**Problem to solve**:
Each line below that includes the word "handshake" adds one to the count; give that count and nothing else.

☆ ☆ ☆

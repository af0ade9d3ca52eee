//! Network edge of Matchforge.
//!
//! The matchmaker needs a handful of things from a socket: accept it,
//! finish its handshake, write text frames, read frames, probe whether the
//! peer is still there, and learn when it closed. [`Transport`],
//! [`Upgrade`] and [`Connection`] are that surface, so nothing above this
//! crate handles sockets.
//!
//! Accepting and upgrading are separate steps. The listener hands out an
//! [`Upgrade`] as soon as TCP is accepted, and the caller runs the
//! handshake on its own task under whatever time limit it chooses.
//!
//! # Feature Flags
//!
//! - `websocket` (default): [`WebSocketTransport`] on `tokio-tungstenite`

#![allow(async_fn_in_trait)]

mod error;
#[cfg(feature = "websocket")]
mod websocket;

pub use error::TransportError;
#[cfg(feature = "websocket")]
pub use websocket::{WebSocketConnection, WebSocketTransport, WebSocketUpgrade};

use std::fmt;
use std::net::SocketAddr;

use serde::{Deserialize, Serialize};

/// Process-unique id of an accepted connection.
///
/// Keys the player registry and is shown to clients as `connectionId`.
/// Serialized as a bare number.
#[derive(
    Debug, Clone, Copy, PartialEq, Eq, Hash, PartialOrd, Ord, Serialize, Deserialize,
)]
#[serde(transparent)]
pub struct ConnectionId(u64);

impl ConnectionId {
    pub fn new(id: u64) -> Self {
        Self(id)
    }

    pub fn into_inner(self) -> u64 {
        self.0
    }
}

impl fmt::Display for ConnectionId {
    fn fmt(&self, f: &mut fmt::Formatter<'_>) -> fmt::Result {
        write!(f, "conn-{}", self.0)
    }
}

/// A listener that yields connections.
pub trait Transport: Send + Sync + 'static {
    type Upgrade: Upgrade<Connection = Self::Connection, Error = Self::Error>;
    type Connection: Connection;
    type Error: std::error::Error + Send + Sync;

    /// Waits for the next client. Returns before its handshake starts.
    async fn accept(&mut self) -> Result<Self::Upgrade, Self::Error>;
}

/// An accepted socket whose handshake has not run yet.
pub trait Upgrade: Send + 'static {
    type Connection: Connection;
    type Error: std::error::Error + Send + Sync;

    fn peer_addr(&self) -> SocketAddr;

    /// Runs the handshake. Waits as long as the peer does.
    async fn upgrade(self) -> Result<Self::Connection, Self::Error>;
}

/// What [`Connection::recv`] read.
#[derive(Debug, Clone, PartialEq, Eq)]
pub enum Received {
    /// Payload of a text or binary frame.
    Data(Vec<u8>),
    /// A ping or pong. The peer is alive but sent nothing to act on.
    Heartbeat,
}

/// One client socket.
///
/// `send_text` must be usable from one task while another is parked in
/// `recv`: each connection has a reader loop and a separate writer task.
pub trait Connection: Send + Sync + 'static {
    type Error: std::error::Error + Send + Sync;

    /// Writes one text frame.
    async fn send_text(&self, text: &str) -> Result<(), Self::Error>;

    /// Reads the next frame.
    ///
    /// `Ok(None)` means the peer closed cleanly.
    async fn recv(&self) -> Result<Option<Received>, Self::Error>;

    /// Sends a ping. The peer's pong arrives as [`Received::Heartbeat`].
    async fn ping(&self) -> Result<(), Self::Error>;

    /// Starts a close handshake.
    async fn close(&self) -> Result<(), Self::Error>;

    fn id(&self) -> ConnectionId;
}
//! Error types for the room layer.
//!
//! The display strings are what clients see in `error` events.

use matchforge_protocol::RoomId;

/// Reasons a matchmaking request is refused. All are caller errors.
#[derive(Debug, thiserror::Error)]
pub enum RoomError {
    /// The caller already occupies a room.
    #[error("Already in a room. Leave first.")]
    AlreadyInRoom(RoomId),

    /// `activityId` was missing or not a string.
    #[error("activityId is required.")]
    InvalidActivity,

    /// No registered room has this id (or no id was given).
    #[error("Room not found.")]
    NotFound(Option<RoomId>),

    /// The room exists but is not accepting members.
    #[error("Room is not accepting players.")]
    NotWaiting(RoomId),

    /// Every seat is taken.
    #[error("Room is full.")]
    RoomFull(RoomId),

    /// The caller has no current room.
    #[error("Not in a room.")]
    NotInRoom,
}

☆ ☆ ☆

**Written response**:
6